Claims priority of provisional application 62/608,400, filed on Dec. 20, 2017.
Prior Publication US 2019/0190960 A1, Jun. 20, 2019
Int. Cl. G06F 21/60 (2013.01); H04L 43/04 (2022.01); H04L 43/08 (2022.01); H04L 9/40 (2022.01); G06F 21/70 (2013.01); H04L 43/065 (2022.01)
CPC H04L 63/30 (2013.01) [H04L 43/04 (2013.01); H04L 43/08 (2013.01); H04L 63/0464 (2013.01); H04L 63/067 (2013.01); H04L 63/1408 (2013.01); H04L 63/166 (2013.01); H04L 63/302 (2013.01); H04L 43/065 (2013.01); H04L 63/0414 (2013.01); H04L 63/0428 (2013.01)] 16 Claims
OG exemplary drawing
 
1. A system for information extraction from network traffic traces that are both encrypted and non-encrypted, the system comprising:
a client computer configured to set a session key log file environment variable, such that when the client computer launches a supported browser, a session key log file (KLF) is created, capture the computer network traffic traces by retrieving data from encrypted traffic, the encrypted traffic being part of a data exchange over the World Wide Web, and transfer the KLF and captured traffic traces to a remote server; and
a remote computer performing traffic mining to analyze the captured traffic traces and extract sensitive pieces of information,
wherein the performing traffic mining includes analyzing the captured traffic traces and identifying potential obfuscated login credentials using heuristics,
wherein the identifying potential obfuscated login credentials includes:
detecting a login request by filtering for Post methods, Content-type headers including URL-encoded forms and JSON, and the target URL of the login; and.

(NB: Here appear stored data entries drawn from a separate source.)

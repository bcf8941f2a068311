//! Reservation domain model.
//!
//! # Responsibility
//! - Define the canonical reservation record owned by the reservation store.
//! - Provide lifecycle helpers for status-transition semantics.
//!
//! # Invariants
//! - `uuid` is stable and never reused for another reservation.
//! - `status` is the source of truth for occupancy: `pending` and
//!   `confirmed` both block their nights, `cancelled` never does.
//! - `span` satisfies the `DateSpan` constructor invariant (`start < end`).

use crate::model::date_span::DateSpan;
use serde::{Deserialize, Serialize};
use uuid::Uuid;

/// Stable identifier for a reservation row.
pub type ReservationId = Uuid;

/// Stable identifier for an accommodation in the catalog.
pub type AccommodationId = Uuid;

/// Reservation lifecycle state.
///
/// Admission always creates `Pending`. Promotion to `Confirmed` is an
/// explicit action by the confirmation collaborator after admission, never
/// automatic; an abandoned `Pending` hold keeps blocking its nights until
/// someone cancels it.
#[derive(Debug, Clone, Copy, PartialEq, Eq, Serialize, Deserialize)]
#[serde(rename_all = "snake_case")]
pub enum ReservationStatus {
    /// Admitted but not yet confirmed. Occupies its nights.
    Pending,
    /// Confirmed by the guest-communication flow. Occupies its nights.
    Confirmed,
    /// Withdrawn. Retained for audit, excluded from all occupancy checks.
    Cancelled,
}

impl ReservationStatus {
    /// Whether a reservation in this state blocks its night range.
    pub fn occupies(self) -> bool {
        !matches!(self, Self::Cancelled)
    }
}

/// Guest contact fields captured at admission time.
#[derive(Debug, Clone, PartialEq, Eq, Serialize, Deserialize)]
pub struct GuestContact {
    pub name: String,
    pub email: String,
    pub phone: Option<String>,
}

/// Canonical reservation record.
#[derive(Debug, Clone, PartialEq, Eq, Serialize, Deserialize)]
pub struct Reservation {
    /// Stable global ID used for linking, mail templating and auditing.
    pub uuid: ReservationId,
    pub accommodation_id: AccommodationId,
    /// Occupied night range `[start, end)`.
    pub span: DateSpan,
    pub status: ReservationStatus,
    pub guest: GuestContact,
    pub party_size: u32,
    pub special_requests: Option<String>,
    /// Quote total recorded at admission, minor currency units.
    pub total_price: i64,
    /// Unix epoch milliseconds.
    pub created_at: i64,
}

impl Reservation {
    /// Creates a pending reservation with a generated stable ID.
    pub fn pending(
        accommodation_id: AccommodationId,
        span: DateSpan,
        guest: GuestContact,
        party_size: u32,
        special_requests: Option<String>,
        total_price: i64,
    ) -> Self {
        Self {
            uuid: Uuid::new_v4(),
            accommodation_id,
            span,
            status: ReservationStatus::Pending,
            guest,
            party_size,
            special_requests,
            total_price,
            created_at: chrono::Utc::now().timestamp_millis(),
        }
    }

    /// Whether this reservation currently blocks its night range.
    pub fn is_active(&self) -> bool {
        self.status.occupies()
    }
}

extracting parameters, including username and password parameters, by searching for parameter names that match keywords;
wherein when the parameter name does not match a keyword, the parameter name will be passed to a heuristic engine to determine how related the parameter is to the respective credential, which is a username or password, and decide whether the parameter is a username, password, or should be ignored, the heuristic engine using a set of low-level heuristics to compute and assign a pair of scores for the parameter indicating how the parameter is related to the respective credential.